-------- Source data --------
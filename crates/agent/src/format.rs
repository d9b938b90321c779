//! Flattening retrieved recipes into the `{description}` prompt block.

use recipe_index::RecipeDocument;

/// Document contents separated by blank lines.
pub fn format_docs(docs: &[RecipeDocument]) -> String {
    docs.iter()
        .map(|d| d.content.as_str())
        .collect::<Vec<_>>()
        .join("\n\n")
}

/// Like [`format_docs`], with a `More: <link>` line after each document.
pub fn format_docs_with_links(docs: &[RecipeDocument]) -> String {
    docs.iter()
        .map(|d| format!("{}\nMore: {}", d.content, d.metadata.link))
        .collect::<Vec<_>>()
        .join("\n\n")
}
--------
-------- Source data --------
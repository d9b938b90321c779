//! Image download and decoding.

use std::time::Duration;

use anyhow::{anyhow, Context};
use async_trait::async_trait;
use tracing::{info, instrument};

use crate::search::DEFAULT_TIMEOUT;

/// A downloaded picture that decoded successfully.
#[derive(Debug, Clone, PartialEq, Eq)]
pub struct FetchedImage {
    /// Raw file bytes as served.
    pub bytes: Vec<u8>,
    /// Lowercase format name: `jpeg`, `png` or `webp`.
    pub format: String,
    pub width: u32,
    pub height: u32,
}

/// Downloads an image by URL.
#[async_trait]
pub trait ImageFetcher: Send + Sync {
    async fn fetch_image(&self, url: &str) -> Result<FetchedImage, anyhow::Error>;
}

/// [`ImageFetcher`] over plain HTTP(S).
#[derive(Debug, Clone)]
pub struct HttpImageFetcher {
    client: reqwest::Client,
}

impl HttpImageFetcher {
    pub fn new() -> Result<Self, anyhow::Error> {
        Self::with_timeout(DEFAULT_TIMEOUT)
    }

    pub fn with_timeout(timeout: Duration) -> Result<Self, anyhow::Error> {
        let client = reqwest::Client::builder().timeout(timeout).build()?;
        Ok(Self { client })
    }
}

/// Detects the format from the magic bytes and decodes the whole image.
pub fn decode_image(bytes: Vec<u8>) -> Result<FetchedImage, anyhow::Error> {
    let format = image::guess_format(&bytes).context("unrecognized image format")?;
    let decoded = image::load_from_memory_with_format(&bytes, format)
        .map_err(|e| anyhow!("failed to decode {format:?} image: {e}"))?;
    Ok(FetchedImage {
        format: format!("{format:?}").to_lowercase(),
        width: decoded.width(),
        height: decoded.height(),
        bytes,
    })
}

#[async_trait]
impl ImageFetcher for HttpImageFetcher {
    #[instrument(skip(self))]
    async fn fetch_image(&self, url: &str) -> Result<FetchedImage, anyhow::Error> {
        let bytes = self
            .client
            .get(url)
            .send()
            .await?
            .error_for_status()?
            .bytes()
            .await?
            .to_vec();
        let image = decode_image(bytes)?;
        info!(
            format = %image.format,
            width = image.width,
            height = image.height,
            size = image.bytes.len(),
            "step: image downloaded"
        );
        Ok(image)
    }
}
--------
Task goal:
The answer consists of every line above in which the word "Duration" occurs.

Output for this task:
use std::time::Duration;
    pub fn with_timeout(timeout: Duration) -> Result<Self, anyhow::Error> {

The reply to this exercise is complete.